[Opening Record excerpts section]

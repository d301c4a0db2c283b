//! Authentication and rate limiting.

use axum::{
    body::Body,
    extract::{ConnectInfo, State},
    http::{HeaderMap, Request},
    middleware::Next,
    response::Response,
};
use std::{
    collections::{HashMap, VecDeque},
    net::{IpAddr, Ipv4Addr, SocketAddr},
    sync::{Arc, Mutex},
    time::{Duration, Instant},
};
use uuid::Uuid;

use super::ApiError;
use crate::config::AuthConfig;

/// Credentials and limits guarding the protected routes.
///
/// Authentication is enabled as soon as a login password or an API key is set.
#[derive(Clone, Debug)]
pub struct SecurityConfig {
    pub username: String,
    pub password: Option<String>,
    /// Static bearer key accepted on protected routes.
    pub api_key: Option<String>,
    pub tokens: TokenStore,
    pub rate_limiter: Option<RateLimiter>,
}

impl SecurityConfig {
    pub fn from_config(config: &AuthConfig) -> Self {
        Self {
            username: config.username.clone(),
            password: config.password.clone(),
            api_key: config.api_key.clone(),
            tokens: TokenStore::new(Duration::from_secs(config.token_ttl_secs)),
            rate_limiter: config
                .rate_limit_per_minute
                .map(|max| RateLimiter::new(max, Duration::from_secs(60))),
        }
    }

    /// No authentication, no rate limiting (local development and tests).
    pub fn disabled() -> Self {
        Self::from_config(&AuthConfig::default())
    }

    pub fn with_api_key(key: impl Into<String>) -> Self {
        Self {
            api_key: Some(key.into()),
            ..Self::disabled()
        }
    }

    pub fn with_login(username: impl Into<String>, password: impl Into<String>) -> Self {
        Self {
            username: username.into(),
            password: Some(password.into()),
            ..Self::disabled()
        }
    }

    pub fn with_rate_limit(max_requests: u32) -> Self {
        Self {
            rate_limiter: Some(RateLimiter::new(max_requests, Duration::from_secs(60))),
            ..Self::disabled()
        }
    }

    pub fn auth_enabled(&self) -> bool {
        self.password.is_some() || self.api_key.is_some()
    }

    /// Issue a token when the credentials match.
    pub fn login(&self, username: &str, password: &str) -> Option<String> {
        let expected = self.password.as_deref()?;
        let user_ok = secrets_match(username, &self.username);
        if secrets_match(password, expected) && user_ok {
            Some(self.tokens.issue(username))
        } else {
            None
        }
    }

    /// The identity behind a bearer token, if it is valid.
    pub fn authenticate(&self, token: &str) -> Option<String> {
        if let Some(key) = self.api_key.as_deref() {
            if secrets_match(token, key) {
                return Some("api-key".to_string());
            }
        }
        self.tokens.validate(token)
    }
}

impl Default for SecurityConfig {
    fn default() -> Self {
        Self::disabled()
    }
}

/// Login tokens with a fixed lifetime, kept in memory.
#[derive(Clone, Debug)]
pub struct TokenStore {
    ttl: Duration,
    tokens: Arc<Mutex<HashMap<String, (String, Instant)>>>,
}

impl TokenStore {
    pub fn new(ttl: Duration) -> Self {
        Self {
            ttl,
            tokens: Arc::new(Mutex::new(HashMap::new())),
        }
    }

    pub fn issue(&self, subject: &str) -> String {
        let token = Uuid::new_v4().simple().to_string();
        let expires_at = Instant::now() + self.ttl;
        self.tokens
            .lock()
            .unwrap()
            .insert(token.clone(), (subject.to_string(), expires_at));
        token
    }

    pub fn validate(&self, token: &str) -> Option<String> {
        let mut tokens = self.tokens.lock().unwrap();
        match tokens.get(token) {
            Some((subject, expires_at)) if *expires_at > Instant::now() => Some(subject.clone()),
            Some(_) => {
                tokens.remove(token);
                None
            }
            None => None,
        }
    }

    pub fn cleanup(&self) {
        let now = Instant::now();
        self.tokens
            .lock()
            .unwrap()
            .retain(|_, (_, expires_at)| *expires_at > now);
    }
}

/// Per-client request budget over a sliding window, kept in memory.
#[derive(Clone, Debug)]
pub struct RateLimiter {
    max_requests: u32,
    window: Duration,
    clients: Arc<Mutex<HashMap<IpAddr, VecDeque<Instant>>>>,
}

impl RateLimiter {
    pub fn new(max_requests: u32, window: Duration) -> Self {
        Self {
            max_requests,
            window,
            clients: Arc::new(Mutex::new(HashMap::new())),
        }
    }

    /// Record a request from `ip`. `false` once its budget for the window is spent.
    pub fn check(&self, ip: IpAddr) -> bool {
        let now = Instant::now();
        let mut clients = self.clients.lock().unwrap();
        let hits = clients.entry(ip).or_default();
        self.forget_before(hits, now);

        if hits.len() >= self.max_requests as usize {
            return false;
        }
        hits.push_back(now);
        true
    }

    /// Drop clients with no request inside the window.
    pub fn cleanup(&self) {
        let now = Instant::now();
        self.clients.lock().unwrap().retain(|_, hits| {
            self.forget_before(hits, now);
            !hits.is_empty()
        });
    }

    fn forget_before(&self, hits: &mut VecDeque<Instant>, now: Instant) {
        while hits
            .front()
            .is_some_and(|&t| now.duration_since(t) >= self.window)
        {
            hits.pop_front();
        }
    }
}

/// Token from an `Authorization: Bearer ...` header.
pub fn bearer_token(headers: &HeaderMap) -> Option<&str> {
    headers
        .get("Authorization")
        .and_then(|h| h.to_str().ok())
        .and_then(|h| h.strip_prefix("Bearer "))
        .map(str::trim)
}

/// Rejects requests without a valid bearer token while authentication is enabled.
pub async fn auth_middleware(
    State(config): State<SecurityConfig>,
    request: Request<Body>,
    next: Next,
) -> Result<Response, ApiError> {
    if !config.auth_enabled() {
        return Ok(next.run(request).await);
    }

    match bearer_token(request.headers()) {
        Some(token) => {
            if config.authenticate(token).is_some() {
                Ok(next.run(request).await)
            } else {
                tracing::warn!("Invalid or expired token provided");
                Err(ApiError::Unauthorized("Invalid or expired token".to_string()))
            }
        }
        None => {
            tracing::warn!("Missing Authorization header");
            Err(ApiError::Unauthorized(
                "Missing Authorization header".to_string(),
            ))
        }
    }
}

pub async fn rate_limit_middleware(
    State(rate_limiter): State<RateLimiter>,
    request: Request<Body>,
    next: Next,
) -> Result<Response, ApiError> {
    let ip = client_ip(&request).unwrap_or(IpAddr::V4(Ipv4Addr::LOCALHOST));

    if rate_limiter.check(ip) {
        Ok(next.run(request).await)
    } else {
        tracing::warn!("Rate limit exceeded for IP: {}", ip);
        Err(ApiError::RateLimited)
    }
}

/// The caller's address: first hop of `X-Forwarded-For`, then `X-Real-IP`,
/// then the peer address of the connection.
pub fn client_ip(request: &Request<Body>) -> Option<IpAddr> {
    let header = |name: &str| {
        request
            .headers()
            .get(name)
            .and_then(|v| v.to_str().ok())
            .and_then(|v| v.split(',').next())
            .and_then(|v| v.trim().parse::<IpAddr>().ok())
    };

    header("X-Forwarded-For")
        .or_else(|| header("X-Real-IP"))
        .or_else(|| {
            request
                .extensions()
                .get::<ConnectInfo<SocketAddr>>()
                .map(|ConnectInfo(addr)| addr.ip())
        })
}

/// Equality on digests, so the comparison time does not depend on where
/// the inputs first differ.
fn secrets_match(given: &str, expected: &str) -> bool {
    let given = md5::compute(given.as_bytes());
    let expected = md5::compute(expected.as_bytes());
    given
        .iter()
        .zip(expected.iter())
        .fold(0u8, |diff, (a, b)| diff | (a ^ b))
        == 0
}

[Closing Record excerpts section]

What you are asked to do
Provide the number of lines above that include the string "first", with no other words.

Answer to this task
2